TASK ITEM:
The word to look for is "collect". Report every line of the entries below that has it.

GIVEN DATA START

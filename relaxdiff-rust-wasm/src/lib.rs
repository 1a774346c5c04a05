use ndarray::Array2;
use relaxdiff_core::{
    BlochMcConnellParams, DiffusionConfig, MagnetizationState, SimError, SolverOptions,
    diffuse_field, integrate_voxel,
};
use wasm_bindgen::prelude::*;

#[wasm_bindgen]
pub struct Simulator {
    field: Array2<f64>,
    diffusion: f64,
    dx: f64,
    params: BlochMcConnellParams,
    solver: SolverOptions,
}

#[wasm_bindgen]
impl Simulator {
    #[wasm_bindgen(constructor)]
    pub fn new(rows: usize, cols: usize) -> Result<Simulator, JsValue> {
        if rows == 0 || cols == 0 {
            return Err(JsValue::from_str("rows and cols must be >= 1"));
        }
        Ok(Simulator {
            field: Array2::zeros((rows, cols)),
            diffusion: 0.1,
            dx: 1.0,
            params: BlochMcConnellParams::symmetric(1.0, 5.0, 1.0, 1.0, 0.0, 0.0),
            solver: SolverOptions::default(),
        })
    }

    // Parameters
    pub fn set_diffusion(&mut self, d: f64) { self.diffusion = d; }
    pub fn set_dx(&mut self, dx: f64) { self.dx = dx; }
    pub fn set_exchange(&mut self, kab: f64, kba: f64) {
        self.params.kab = kab;
        self.params.kba = kba;
    }
    pub fn set_relaxation(&mut self, r1: f64, r2: f64) {
        self.params.r1a = r1;
        self.params.r1b = r1;
        self.params.r2a = r2;
        self.params.r2b = r2;
    }
    pub fn set_rf(&mut self, omega1: f64, delta: f64) {
        self.params.omega1 = omega1;
        self.params.delta_a = delta;
        self.params.delta_b = delta;
    }
    pub fn set_tolerances(&mut self, rtol: f64, atol: f64) {
        self.solver.rtol = rtol;
        self.solver.atol = atol;
    }

    pub fn rows(&self) -> usize { self.field.nrows() }
    pub fn cols(&self) -> usize { self.field.ncols() }

    /// Row-major intensities, expected already normalized; clamped into [0, 1].
    pub fn set_field(&mut self, values: Vec<f32>) -> Result<(), JsValue> {
        self.load_field(&values).map_err(|e| JsValue::from_str(&e))
    }

    // Copy-based JS access (reliable)
    pub fn get_field(&self) -> Vec<f32> {
        self.field.iter().map(|&v| v as f32).collect()
    }

    /// Diffuse the current field for `total_time` (timed, WASM-only).
    pub fn diffuse(&mut self, total_time: f64) -> Result<StepInfo, JsValue> {
        let t0 = now_ms();
        let (steps, dt) = self.run_diffusion(total_time).map_err(to_js)?;
        let t1 = now_ms();
        Ok(StepInfo { steps: steps as u32, dt, compute_ms: t1 - t0 })
    }

    /// Center-voxel trajectory, flattened `samples x 6`.
    pub fn relax_center(&self, total_time: f64, samples: usize) -> Result<Vec<f64>, JsValue> {
        self.center_trajectory(total_time, samples).map_err(to_js)
    }
}

impl Simulator {
    fn load_field(&mut self, values: &[f32]) -> Result<(), String> {
        if values.len() != self.field.len() {
            return Err(format!(
                "expected {} values, got {}",
                self.field.len(),
                values.len()
            ));
        }
        for (dst, &v) in self.field.iter_mut().zip(values) {
            *dst = (v as f64).clamp(0.0, 1.0);
        }
        Ok(())
    }

    fn run_diffusion(&mut self, total_time: f64) -> Result<(usize, f64), SimError> {
        let cfg = DiffusionConfig::new(self.diffusion, self.dx, total_time);
        let out = diffuse_field(self.field.view(), &cfg)?;
        self.field = out.field;
        Ok((out.steps, out.dt))
    }

    fn center_trajectory(&self, total_time: f64, samples: usize) -> Result<Vec<f64>, SimError> {
        let (rows, cols) = self.field.dim();
        let mz_a0 = self.field[[rows / 2, cols / 2]];
        let initial = MagnetizationState::longitudinal(mz_a0, (1.0 - mz_a0).max(1e-3));

        let times: Vec<f64> = match samples {
            0 | 1 => vec![0.0],
            n => (0..n).map(|i| total_time * i as f64 / (n - 1) as f64).collect(),
        };
        let traj = integrate_voxel(initial.0, &times, &self.params, &self.solver)?;
        Ok(traj.states.iter().flatten().copied().collect())
    }
}

#[wasm_bindgen]
pub struct StepInfo {
    steps: u32,
    dt: f64,
    compute_ms: f64,
}

#[wasm_bindgen]
impl StepInfo {
    pub fn steps(&self) -> u32 { self.steps }
    pub fn dt(&self) -> f64 { self.dt }
    pub fn compute_ms(&self) -> f64 { self.compute_ms }
}

fn to_js(e: SimError) -> JsValue {
    JsValue::from_str(&e.to_string())
}

fn now_ms() -> f64 {
    web_sys::window()
        .and_then(|w| w.performance())
        .map(|p| p.now())
        .unwrap_or(0.0)
}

GIVEN DATA END

ANSWER FOR THE TASK:
        self.field.iter().map(|&v| v as f32).collect()
            n => (0..n).map(|i| total_time * i as f64 / (n - 1) as f64).collect(),
        Ok(traj.states.iter().flatten().copied().collect())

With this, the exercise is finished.